Loi n° 54-415 du 14 avril 1954, Dimanche 26 avril 2026

« Le dernier dimanche d’avril, notre nation est appelée à rendre hommage aux victimes et héros de la
déportation disparus dans les camps de concentration et les centres d’extermination nazis. La mort
par le gaz, le travail forcé, la faim, la soif, les sévices de toutes sortes : tel était le traitement infligé
à tous ceux que les nazis considéraient comme des ennemis du Reich en raison de leur engagement
dans la Résistance, de leurs choix politiques, de leurs convictions religieuses, de leur mode de vie,
ou même sans raison particulière pour toutes les victimes des rafles.
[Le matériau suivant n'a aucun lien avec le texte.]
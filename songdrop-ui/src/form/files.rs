//! File selections for the song and cover slots

use bytes::Bytes;
use serde::Serialize;

/// Content type assumed when the browser does not send one
pub const FALLBACK_CONTENT_TYPE: &str = "application/octet-stream";

/// A user-chosen binary payload plus its declared media type
///
/// No type or size validation happens here; the object store decides.
#[derive(Debug, Clone, PartialEq, Eq)]
pub struct FileSelection {
    pub file_name: String,
    pub content_type: String,
    pub data: Bytes,
}

impl FileSelection {
    pub fn new(
        file_name: impl Into<String>,
        content_type: impl Into<String>,
        data: impl Into<Bytes>,
    ) -> Self {
        let content_type = content_type.into();
        Self {
            file_name: file_name.into(),
            content_type: if content_type.trim().is_empty() {
                FALLBACK_CONTENT_TYPE.to_string()
            } else {
                content_type
            },
            data: data.into(),
        }
    }

    pub fn size(&self) -> usize {
        self.data.len()
    }

    pub fn summary(&self) -> FileSummary {
        FileSummary {
            file_name: self.file_name.clone(),
            content_type: self.content_type.clone(),
            size_bytes: self.size(),
        }
    }
}

/// Payload-free view of a [`FileSelection`] for the browser
#[derive(Debug, Clone, PartialEq, Eq, Serialize)]
pub struct FileSummary {
    pub file_name: String,
    pub content_type: String,
    pub size_bytes: usize,
}
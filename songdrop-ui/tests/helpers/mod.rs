//! Test doubles for the backend collaborators
//!
//! `FakeBackend` implements all three backend traits in memory, records every
//! call in order, and can be told to fail individual steps.

#![allow(dead_code)]

use async_trait::async_trait;
use songdrop_common::{FileSlot, SubmissionPhase};
use songdrop_ui::backend::{
    AuthProvider, BackendContext, BackendError, NewSongRow, ObjectStore, ProgressFn, RowStore,
    SignedUploadTarget, SongRow, SongUrlPatch,
};
use songdrop_ui::form::FileSelection;
use songdrop_ui::submission::SubmissionObserver;
use std::collections::HashSet;
use std::sync::atomic::{AtomicI64, Ordering};
use std::sync::{Arc, Mutex};

pub const PUBLIC_BASE: &str = "https://fake.example/public";

/// One recorded backend call
#[derive(Debug, Clone, PartialEq)]
pub enum Call {
    Insert { table: String, record: NewSongRow },
    Sign { bucket: String, path: String },
    Upload { bucket: String, path: String, bytes: usize },
    Update { table: String, patch: SongUrlPatch, id: i64 },
}

#[derive(Default)]
pub struct FakeBackend {
    calls: Mutex<Vec<Call>>,
    next_id: AtomicI64,
    token: Mutex<Option<String>>,
    fail_insert: bool,
    fail_patch: bool,
    fail_sign: HashSet<String>,
    fail_upload: HashSet<String>,
}

impl FakeBackend {
    pub fn new() -> Self {
        Self {
            next_id: AtomicI64::new(41),
            ..Default::default()
        }
    }

    pub fn failing_insert(mut self) -> Self {
        self.fail_insert = true;
        self
    }

    pub fn failing_patch(mut self) -> Self {
        self.fail_patch = true;
        self
    }

    /// Signing fails for every path in `bucket`
    pub fn failing_sign(mut self, bucket: &str) -> Self {
        self.fail_sign.insert(bucket.to_string());
        self
    }

    /// Uploads into `bucket` fail after signing succeeds
    pub fn failing_upload(mut self, bucket: &str) -> Self {
        self.fail_upload.insert(bucket.to_string());
        self
    }

    pub fn into_context(self) -> (Arc<FakeBackend>, BackendContext) {
        let fake = Arc::new(self);
        let context = BackendContext::new(fake.clone(), fake.clone(), fake.clone());
        (fake, context)
    }

    pub fn calls(&self) -> Vec<Call> {
        self.calls.lock().unwrap().clone()
    }

    pub fn count(&self, pred: impl Fn(&Call) -> bool) -> usize {
        self.calls().iter().filter(|c| pred(c)).count()
    }

    pub fn inserts(&self) -> usize {
        self.count(|c| matches!(c, Call::Insert { .. }))
    }

    pub fn signs(&self) -> usize {
        self.count(|c| matches!(c, Call::Sign { .. }))
    }

    pub fn uploads(&self) -> usize {
        self.count(|c| matches!(c, Call::Upload { .. }))
    }

    pub fn updates(&self) -> Vec<SongUrlPatch> {
        self.calls()
            .into_iter()
            .filter_map(|c| match c {
                Call::Update { patch, .. } => Some(patch),
                _ => None,
            })
            .collect()
    }

    fn record(&self, call: Call) {
        self.calls.lock().unwrap().push(call);
    }
}

#[async_trait]
impl AuthProvider for FakeBackend {
    fn sign_in_url(
        &self,
        provider: &str,
        redirect_to: Option<&str>,
    ) -> Result<String, BackendError> {
        Ok(format!(
            "https://fake.example/authorize?provider={}&redirect_to={}",
            provider,
            redirect_to.unwrap_or_default()
        ))
    }

    async fn set_access_token(&self, token: Option<String>) {
        *self.token.lock().unwrap() = token;
    }

    async fn has_session(&self) -> bool {
        self.token.lock().unwrap().is_some()
    }
}

#[async_trait]
impl RowStore for FakeBackend {
    async fn insert(&self, table: &str, record: &NewSongRow) -> Result<SongRow, BackendError> {
        self.record(Call::Insert {
            table: table.to_string(),
            record: record.clone(),
        });
        if self.fail_insert {
            return Err(BackendError::Api {
                status: 401,
                message: "JWT expired".to_string(),
            });
        }

        let id = self.next_id.fetch_add(1, Ordering::SeqCst) + 1;
        Ok(SongRow {
            id,
            title: record.title.clone(),
            album: Some(record.album.clone()),
            artist: record.artist.clone(),
            genres: record.genres.clone(),
            song_url: None,
            cover_url: None,
        })
    }

    async fn update(
        &self,
        table: &str,
        patch: &SongUrlPatch,
        id: i64,
    ) -> Result<(), BackendError> {
        self.record(Call::Update {
            table: table.to_string(),
            patch: patch.clone(),
            id,
        });
        if self.fail_patch {
            return Err(BackendError::Network("connection reset".to_string()));
        }
        Ok(())
    }
}

#[async_trait]
impl ObjectStore for FakeBackend {
    async fn create_signed_upload_target(
        &self,
        bucket: &str,
        path: &str,
    ) -> Result<SignedUploadTarget, BackendError> {
        self.record(Call::Sign {
            bucket: bucket.to_string(),
            path: path.to_string(),
        });
        if self.fail_sign.contains(bucket) {
            return Err(BackendError::Api {
                status: 403,
                message: "new row violates row-level security policy".to_string(),
            });
        }
        Ok(SignedUploadTarget {
            bucket: bucket.to_string(),
            path: path.to_string(),
            url: format!("https://fake.example/upload/{}/{}?token=t", bucket, path),
            token: Some("t".to_string()),
        })
    }

    fn public_url(&self, bucket: &str, path: &str) -> String {
        format!("{}/{}/{}", PUBLIC_BASE, bucket, path)
    }

    async fn upload(
        &self,
        target: &SignedUploadTarget,
        file: &FileSelection,
        progress: ProgressFn,
    ) -> Result<(), BackendError> {
        self.record(Call::Upload {
            bucket: target.bucket.clone(),
            path: target.path.clone(),
            bytes: file.size(),
        });
        progress(0);
        if self.fail_upload.contains(&target.bucket) {
            return Err(BackendError::Network("broken pipe".to_string()));
        }
        progress(50);
        progress(100);
        Ok(())
    }
}

/// Observer that records everything it is told
#[derive(Default)]
pub struct RecordingObserver {
    pub phases: Mutex<Vec<SubmissionPhase>>,
    pub progress: Mutex<Vec<(FileSlot, u8)>>,
}

impl RecordingObserver {
    pub fn phases(&self) -> Vec<SubmissionPhase> {
        self.phases.lock().unwrap().clone()
    }

    pub fn last_progress(&self, slot: FileSlot) -> Option<u8> {
        self.progress
            .lock()
            .unwrap()
            .iter()
            .rev()
            .find(|(s, _)| *s == slot)
            .map(|(_, p)| *p)
    }
}

impl SubmissionObserver for RecordingObserver {
    fn phase_changed(&self, phase: SubmissionPhase) {
        self.phases.lock().unwrap().push(phase);
    }

    fn upload_progress(&self, slot: FileSlot, percent: u8) {
        self.progress.lock().unwrap().push((slot, percent));
    }
}

pub fn song_file() -> FileSelection {
    FileSelection::new("night.mp3", "audio/mpeg", vec![0u8; 2048])
}

pub fn cover_file() -> FileSelection {
    FileSelection::new("night.png", "image/png", vec![1u8; 512])
}
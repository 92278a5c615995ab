//! Configuration loading
//!
//! Resolution priority (highest first):
//! 1. Command-line arguments (applied by the binary)
//! 2. Environment variables (`SONGDROP_*`)
//! 3. TOML config file
//! 4. Compiled defaults
//!
//! A missing config file is not an error: a warning is logged and defaults are used.

use crate::{Error, Result};
use serde::{Deserialize, Serialize};
use std::path::{Path, PathBuf};
use tracing::{info, warn};

/// Environment variable naming an explicit config file
pub const ENV_CONFIG_PATH: &str = "SONGDROP_CONFIG";
/// Environment variable overriding `backend.url`
pub const ENV_BACKEND_URL: &str = "SONGDROP_BACKEND_URL";
/// Environment variable overriding `backend.api_key`
pub const ENV_API_KEY: &str = "SONGDROP_API_KEY";
/// Environment variable overriding `server.port`
pub const ENV_PORT: &str = "SONGDROP_PORT";

/// Default HTTP port for the form service
pub const DEFAULT_PORT: u16 = 5740;

/// Complete TOML configuration
#[derive(Debug, Clone, Default, Serialize, Deserialize, PartialEq)]
#[serde(default)]
pub struct TomlConfig {
    pub server: ServerConfig,
    pub backend: BackendConfig,
    pub storage: StorageConfig,
    pub auth: AuthConfig,
    pub submission: SubmissionConfig,
    pub logging: LoggingConfig,
}

/// Local HTTP listener settings
#[derive(Debug, Clone, Serialize, Deserialize, PartialEq)]
#[serde(default)]
pub struct ServerConfig {
    pub bind: String,
    pub port: u16,
    /// Largest file body accepted by `POST /api/form/files/:slot`
    pub max_upload_bytes: usize,
}

impl Default for ServerConfig {
    fn default() -> Self {
        Self {
            bind: "127.0.0.1".to_string(),
            port: DEFAULT_PORT,
            max_upload_bytes: 100 * 1024 * 1024,
        }
    }
}

/// Hosted backend connection
#[derive(Debug, Clone, Serialize, Deserialize, PartialEq)]
#[serde(default)]
pub struct BackendConfig {
    /// Project base URL, e.g. `https://xyz.supabase.co`
    pub url: Option<String>,
    /// Public (anon) API key
    pub api_key: Option<String>,
    /// Connect timeout, and total timeout for row and signing calls
    ///
    /// File uploads have no total timeout.
    pub request_timeout_secs: u64,
}

impl Default for BackendConfig {
    fn default() -> Self {
        Self {
            url: None,
            api_key: None,
            request_timeout_secs: 60,
        }
    }
}

/// Table and bucket names
#[derive(Debug, Clone, Serialize, Deserialize, PartialEq)]
#[serde(default)]
pub struct StorageConfig {
    pub table: String,
    pub song_bucket: String,
    pub cover_bucket: String,
}

impl Default for StorageConfig {
    fn default() -> Self {
        Self {
            table: "songs".to_string(),
            song_bucket: "songs".to_string(),
            cover_bucket: "covers".to_string(),
        }
    }
}

/// OAuth sign-in settings
#[derive(Debug, Clone, Serialize, Deserialize, PartialEq)]
#[serde(default)]
pub struct AuthConfig {
    pub provider: String,
    /// Where the provider sends the browser after sign-in
    pub redirect_to: Option<String>,
}

impl Default for AuthConfig {
    fn default() -> Self {
        Self {
            provider: "github".to_string(),
            redirect_to: None,
        }
    }
}

/// Which file selections must be present before a submission starts
#[derive(Debug, Clone, Serialize, Deserialize, PartialEq)]
#[serde(default)]
pub struct SubmissionConfig {
    pub require_song: bool,
    pub require_cover: bool,
}

impl Default for SubmissionConfig {
    fn default() -> Self {
        Self {
            require_song: true,
            require_cover: true,
        }
    }
}

/// Logging configuration
#[derive(Debug, Clone, Serialize, Deserialize, PartialEq)]
#[serde(default)]
pub struct LoggingConfig {
    /// Default `tracing` filter directive, overridable with `RUST_LOG`
    pub level: String,
}

impl Default for LoggingConfig {
    fn default() -> Self {
        Self {
            level: "info".to_string(),
        }
    }
}

impl TomlConfig {
    /// Parse a TOML document
    pub fn from_toml_str(content: &str) -> Result<Self> {
        toml::from_str(content).map_err(|e| Error::Config(format!("Parse TOML failed: {}", e)))
    }

    /// Read and parse a config file
    pub fn from_file(path: &Path) -> Result<Self> {
        let content = std::fs::read_to_string(path)
            .map_err(|e| Error::Config(format!("Read {} failed: {}", path.display(), e)))?;
        Self::from_toml_str(&content)
    }

    /// Apply `SONGDROP_*` environment overrides in place
    pub fn apply_env_overrides(&mut self) {
        if let Ok(url) = std::env::var(ENV_BACKEND_URL) {
            self.backend.url = Some(url);
        }
        if let Ok(key) = std::env::var(ENV_API_KEY) {
            self.backend.api_key = Some(key);
        }
        if let Ok(port) = std::env::var(ENV_PORT) {
            match port.parse::<u16>() {
                Ok(port) => self.server.port = port,
                Err(_) => warn!("Ignoring invalid {}={}", ENV_PORT, port),
            }
        }
    }

    /// Backend URL, trimmed of trailing slashes
    ///
    /// Fails when the URL is absent or blank.
    pub fn backend_url(&self) -> Result<String> {
        match self.backend.url.as_deref().map(str::trim) {
            Some(url) if !url.is_empty() => Ok(url.trim_end_matches('/').to_string()),
            _ => Err(Error::Config(format!(
                "Backend URL not configured. Set [backend] url in the config file or {}",
                ENV_BACKEND_URL
            ))),
        }
    }

    /// Backend API key; fails when absent or blank
    pub fn api_key(&self) -> Result<String> {
        match self.backend.api_key.as_deref().map(str::trim) {
            Some(key) if !key.is_empty() => Ok(key.to_string()),
            _ => Err(Error::Config(format!(
                "Backend API key not configured. Set [backend] api_key in the config file or {}",
                ENV_API_KEY
            ))),
        }
    }

    /// Check everything the service needs before it can start
    pub fn validate(&self) -> Result<()> {
        self.backend_url()?;
        self.api_key()?;
        if self.storage.table.trim().is_empty() {
            return Err(Error::Config("storage.table must not be empty".to_string()));
        }
        if self.storage.song_bucket.trim().is_empty() || self.storage.cover_bucket.trim().is_empty()
        {
            return Err(Error::Config("storage bucket names must not be empty".to_string()));
        }
        if self.server.max_upload_bytes == 0 {
            return Err(Error::Config("server.max_upload_bytes must be positive".to_string()));
        }
        Ok(())
    }
}

/// Locates and loads the TOML config file
pub struct ConfigResolver {
    explicit_path: Option<PathBuf>,
}

impl ConfigResolver {
    /// `explicit_path` usually comes from the `--config` CLI argument
    pub fn new(explicit_path: Option<PathBuf>) -> Self {
        Self { explicit_path }
    }

    /// Config file path: CLI → `SONGDROP_CONFIG` → platform config dir
    pub fn config_path(&self) -> Option<PathBuf> {
        if let Some(path) = &self.explicit_path {
            return Some(path.clone());
        }
        if let Ok(path) = std::env::var(ENV_CONFIG_PATH) {
            return Some(PathBuf::from(path));
        }
        default_config_path()
    }

    /// Load the config file (or defaults) and apply environment overrides
    ///
    /// Only a file that exists but cannot be parsed is an error.
    pub fn load(&self) -> Result<TomlConfig> {
        let mut config = match self.config_path() {
            Some(path) if path.exists() => {
                info!("Loading config from {}", path.display());
                TomlConfig::from_file(&path)?
            }
            Some(path) => {
                warn!("Config file {} not found, using defaults", path.display());
                TomlConfig::default()
            }
            None => {
                warn!("Could not determine config directory, using defaults");
                TomlConfig::default()
            }
        };
        config.apply_env_overrides();
        Ok(config)
    }
}

/// `~/.config/songdrop/config.toml` on Linux, the platform equivalent elsewhere
pub fn default_config_path() -> Option<PathBuf> {
    dirs::config_dir().map(|d| d.join("songdrop").join("config.toml"))
}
Lorsque les armées alliées entrèrent dans les camps, elles ont été confrontées à l’horreur de l’enfer
concentrationnaire. Parmi les milliers de cadavres qui jonchaient le sol, des survivants erraient parmi
les décombres, regards vides, corps décharnés : des enfants, des femmes et des hommes dont
l’identité avait été retirée pour mieux les avilir. Il s’agissait d’une entreprise systématique de
déshumanisation poussée à l’extrême jusqu’à la pratique d’expériences pseudo-médicales par des
médecins nazis sans aucun scrupule.
Malgré l’avancée des forces alliées sur tous les fronts, le IIIe Reich n’a pas renoncé à son dessein
mortifère. Il ordonne l’évacuation des survivants des camps qui se transforme en d’impitoyables
Marches de la Mort.
Les déportés qui sont revenus de cet enfer, ont vécu un retour difficile à la vie et à la liberté. Mais,
fidèles aux serments prêtés à leurs camarades disparus, les survivants ont, malgré leurs propres
traumatismes ou la difficulté d’être crus, pris le chemin courageux du témoignage.
Au moment où les derniers déportés nous quittent, la remémoration de leurs engagements et de
leurs sacrifices doit continuer d’être un rempart contre l’ignorance, l’oppression et l’antisémitisme.
Aujourd’hui se jouent de nouveaux équilibres mondiaux dans des rapports de force anxiogènes, et
le combat des déportés, attachés au respect du droit international porté par le tribunal de
Nuremberg, ne doit pas rester vain.
La mémoire de la déportation s’inscrit dans le patrimoine immatériel de l’humanité en ce qu’elle a
de plus sombre, aussi sa transmission se veut-elle un acte de confiance à l’égard des jeunes
générations dont la conscience et la responsabilité doivent permettre de garantir les valeurs
civilisatrices de paix, de liberté, de dignité pour tous. »

Ce message a été rédigé conjointement par La Fédération Nationale des Déportés et Internés, Résistants et Patriotes (FNDIRP), La Fondation pour la Mémoire de la Déportation (FMD), L’Union Nationale des Associations de Déportés et Internés de la Résistance et Familles (UNADIF – FNDIR).